_TASK TO CARRY OUT_: Output the material exactly, line by line.
'''
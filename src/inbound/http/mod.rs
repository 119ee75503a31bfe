//! HTTP inbound adapters: server-rendered pages and the JSON API.

use actix_web::web;

use crate::domain::Error;

pub mod error;
pub mod listings_api;
pub mod pages;
pub mod session;
pub mod state;
#[cfg(test)]
pub mod test_utils;

pub use error::ApiResult;

/// JSON extractor configuration for the API scope.
///
/// Payload shape failures (missing fields, wrong types, invalid JSON) get
/// the same structured error body every other failure kind emits.
fn json_config() -> web::JsonConfig {
    web::JsonConfig::default().error_handler(|err, _req| {
        Error::invalid_request(format!("invalid request body: {err}")).into()
    })
}

/// Register both presentation adapters on an actix application.
pub fn configure(cfg: &mut web::ServiceConfig) {
    cfg.service(
        web::scope("/api")
            .app_data(json_config())
            .service(listings_api::list_listings)
            .service(listings_api::create_listing)
            .service(listings_api::get_listing)
            .service(listings_api::update_listing)
            .service(listings_api::delete_listing),
    )
    .service(pages::index)
    .service(pages::create_form)
    .service(pages::create_submit)
    .service(pages::edit_form)
    .service(pages::edit_submit)
    .service(pages::delete_confirm)
    .service(pages::delete_submit);
}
'''
_SOLUTION_:
filename src/inbound/http/mod.rs
repository 119ee75503a31bfe
//! HTTP inbound adapters: server-rendered pages and the JSON API.

use actix_web::web;

use crate::domain::Error;

pub mod error;
pub mod listings_api;
pub mod pages;
pub mod session;
pub mod state;
#[cfg(test)]
pub mod test_utils;

pub use error::ApiResult;

/// JSON extractor configuration for the API scope.
///
/// Payload shape failures (missing fields, wrong types, invalid JSON) get
/// the same structured error body every other failure kind emits.
fn json_config() -> web::JsonConfig {
    web::JsonConfig::default().error_handler(|err, _req| {
        Error::invalid_request(format!("invalid request body: {err}")).into()
    })
}

/// Register both presentation adapters on an actix application.
pub fn configure(cfg: &mut web::ServiceConfig) {
    cfg.service(
        web::scope("/api")
            .app_data(json_config())
            .service(listings_api::list_listings)
            .service(listings_api::create_listing)
            .service(listings_api::get_listing)
            .service(listings_api::update_listing)
            .service(listings_api::delete_listing),
    )
    .service(pages::index)
    .service(pages::create_form)
    .service(pages::create_submit)
    .service(pages::edit_form)
    .service(pages::edit_submit)
    .service(pages::delete_confirm)
    .service(pages::delete_submit);
}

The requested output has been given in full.